For starters, I’ve always been a poor student. Even some rudimentary concepts are beyond the ken of my primitive little mind. In those few subjects in which I possessed natural aptitude, my incorrigible disinclination for work precluded my success. This caused frequent tension with my parents.
Then there’s my weak, maladroit body which rendered me hopeless at every sport. My father insisted I participate in track since there were no cuts, so I consequently endured the humiliation of defeat so frequently at track meets that it inured me to the sting of athletic failure.

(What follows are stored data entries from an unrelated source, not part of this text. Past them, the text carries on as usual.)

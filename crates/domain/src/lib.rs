//! Domain entities and invariants.

#![forbid(unsafe_code)]

mod credential;
mod event;
mod filename;
mod submission;

pub use credential::Credential;
pub use event::{EventKind, EventRecord, RequestMetadata, UploadAttemptResult};
pub use filename::{FALLBACK_FILENAME, MAX_FILENAME_BYTES, SafeFilename};
pub use submission::SubmissionFields;
use std::convert::Infallible;

use axum::body::Bytes;
use axum::extract::{FromRequest, Multipart, Request};
use axum::http::HeaderMap;
use axum::http::header::CONTENT_TYPE;
use tracing::debug;
use url::form_urlencoded;

use crate::state::AppState;

const URLENCODED: &str = "application/x-www-form-urlencoded";
const MULTIPART: &str = "multipart/form-data";

/// Decoded text fields of a form body, in the order they were sent.
///
/// Both url-encoded and multipart bodies are accepted. File parts are
/// skipped. Any other body, or one that cannot be read, yields no fields.
#[derive(Debug, Default)]
pub struct FormFields(Vec<(String, String)>);

impl FormFields {
    /// Decodes an `application/x-www-form-urlencoded` body.
    pub fn from_urlencoded(body: &[u8]) -> Self {
        Self(form_urlencoded::parse(body).into_owned().collect())
    }

    /// First value sent for `name`.
    pub fn first(&self, name: &str) -> Option<&str> {
        self.0
            .iter()
            .find(|(field, _)| field == name)
            .map(|(_, value)| value.as_str())
    }

    /// All pairs as borrowed strings.
    pub fn pairs(&self) -> impl Iterator<Item = (&str, &str)> {
        self.0
            .iter()
            .map(|(name, value)| (name.as_str(), value.as_str()))
    }

    async fn from_multipart(mut multipart: Multipart) -> Self {
        let mut fields = Vec::new();

        loop {
            match multipart.next_field().await {
                Ok(Some(field)) if field.file_name().is_some() => continue,
                Ok(Some(field)) => {
                    let name = field.name().unwrap_or_default().to_owned();
                    match field.text().await {
                        Ok(value) => fields.push((name, value)),
                        Err(error) => {
                            debug!(%error, "multipart form field unreadable");
                            break;
                        }
                    }
                }
                Ok(None) => break,
                Err(error) => {
                    debug!(%error, "multipart form body unreadable");
                    break;
                }
            }
        }

        Self(fields)
    }
}

impl FromRequest<AppState> for FormFields {
    type Rejection = Infallible;

    async fn from_request(request: Request, state: &AppState) -> Result<Self, Self::Rejection> {
        match media_type(request.headers()).as_deref() {
            Some(URLENCODED) => {
                let body = Bytes::from_request(request, state)
                    .await
                    .unwrap_or_default();
                Ok(Self::from_urlencoded(&body))
            }
            Some(MULTIPART) => Ok(match Multipart::from_request(request, state).await {
                Ok(multipart) => Self::from_multipart(multipart).await,
                Err(_) => Self::default(),
            }),
            _ => Ok(Self::default()),
        }
    }
}

fn media_type(headers: &HeaderMap) -> Option<String> {
    headers
        .get(CONTENT_TYPE)
        .and_then(|value| value.to_str().ok())
        .and_then(|value| value.split(';').next())
        .map(|value| value.trim().to_ascii_lowercase())
}
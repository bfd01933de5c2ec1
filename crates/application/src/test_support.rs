use std::sync::Arc;

use async_trait::async_trait;
use dochost_core::{AppError, AppResult};
use dochost_domain::EventRecord;
use tokio::sync::Mutex;

use crate::{EventLogRepository, EventLogService};

/// Event log that keeps appended records for assertions.
#[derive(Default)]
pub(crate) struct RecordingEventLog {
    records: Mutex<Vec<EventRecord>>,
}

impl RecordingEventLog {
    pub(crate) async fn records(&self) -> Vec<EventRecord> {
        self.records.lock().await.clone()
    }
}

#[async_trait]
impl EventLogRepository for RecordingEventLog {
    async fn append(&self, record: EventRecord) -> AppResult<()> {
        self.records.lock().await.push(record);
        Ok(())
    }
}

/// Event log whose appends always fail.
pub(crate) struct BrokenEventLog;

#[async_trait]
impl EventLogRepository for BrokenEventLog {
    async fn append(&self, _record: EventRecord) -> AppResult<()> {
        Err(AppError::Internal("event log unavailable".to_owned()))
    }
}

pub(crate) fn recording_service() -> (Arc<RecordingEventLog>, EventLogService) {
    let repository = Arc::new(RecordingEventLog::default());
    let service = EventLogService::new(repository.clone());
    (repository, service)
}
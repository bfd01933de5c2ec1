//! Append-only JSON-lines event log on local disk.
//!
//! Each record is stamped, serialized to a complete line and written while
//! holding the file mutex, so concurrent requests never interleave partial
//! lines and timestamps follow file order. A write that fails midway is
//! truncated away before the lock is released.

use std::path::{Path, PathBuf};

use async_trait::async_trait;
use dochost_application::EventLogRepository;
use dochost_core::{AppError, AppResult};
use dochost_domain::EventRecord;
use tokio::fs::{File, OpenOptions};
use tokio::io::AsyncWriteExt;
use tokio::sync::Mutex;
use tracing::{debug, info, warn};

/// File-backed event log writing one JSON object per line.
#[derive(Debug)]
pub struct JsonLinesEventLog {
    path: PathBuf,
    file: Mutex<Option<File>>,
}

impl JsonLinesEventLog {
    /// Opens (or creates) the log file in append mode, creating missing
    /// parent directories.
    pub async fn open(path: impl Into<PathBuf>) -> AppResult<Self> {
        let path = path.into();

        if let Some(parent) = path.parent().filter(|parent| !parent.as_os_str().is_empty()) {
            tokio::fs::create_dir_all(parent).await.map_err(|error| {
                AppError::Internal(format!(
                    "failed to create event log directory '{}': {error}",
                    parent.display()
                ))
            })?;
        }

        let file = OpenOptions::new()
            .create(true)
            .append(true)
            .open(&path)
            .await
            .map_err(|error| {
                AppError::Internal(format!(
                    "failed to open event log '{}': {error}",
                    path.display()
                ))
            })?;

        info!(path = %path.display(), "event log opened");

        Ok(Self {
            path,
            file: Mutex::new(Some(file)),
        })
    }

    /// Location of the log file.
    #[must_use]
    pub fn path(&self) -> &Path {
        &self.path
    }

    /// Flushes and syncs the file, then refuses further appends.
    pub async fn close(&self) -> AppResult<()> {
        let mut guard = self.file.lock().await;
        let Some(mut file) = guard.take() else {
            return Ok(());
        };

        file.flush().await?;
        file.sync_all().await?;

        info!(path = %self.path.display(), "event log closed");
        Ok(())
    }
}

#[async_trait]
impl EventLogRepository for JsonLinesEventLog {
    async fn append(&self, mut record: EventRecord) -> AppResult<()> {
        let mut guard = self.file.lock().await;
        let file = guard
            .as_mut()
            .ok_or_else(|| AppError::Internal("event log is closed".to_owned()))?;

        record.stamp_now();
        let mut line = serde_json::to_string(&record).map_err(|error| {
            AppError::Internal(format!("failed to serialize event record: {error}"))
        })?;
        line.push('\n');

        write_line(file, line.as_bytes()).await?;

        debug!(event = record.kind.name(), "event record appended");
        Ok(())
    }
}

async fn write_line(file: &mut File, line: &[u8]) -> std::io::Result<()> {
    let length = file.metadata().await?.len();

    let written = async {
        file.write_all(line).await?;
        file.flush().await
    }
    .await;

    if written.is_err() {
        truncate_partial(file, length).await;
    }
    written
}

async fn truncate_partial(file: &File, length: u64) {
    if let Err(error) = file.set_len(length).await {
        warn!(%error, length, "failed to truncate partial event record");
    }
}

I gradually became averse to competition of every kind, and this lack of ambition persisted into college. It took me ages even to identify a major. Nothing appealed to me. Eventually, I settled on psychology since it alone sparked interest. For some reason, my mind has always been drawn to the perimeters in life—of perception, knowledge, morality, deviance, etc. My father objected but eventually relented, and after four years I’d blundered my way into a diploma. My father was right, of course, and I never made a cent off the degree but only fed my meager earnings to it each month. Even now the debt looms over me. Death would only yield partial reprieve.
It was only a year after graduation when I fought so bitterly with my parents that I moved away. They’ve always favored tough love but insisted I was no less their son. They still expected me home for holidays, etc. It’s been a few years since I’ve seen them, but losing touch has been more of a relief than a regret.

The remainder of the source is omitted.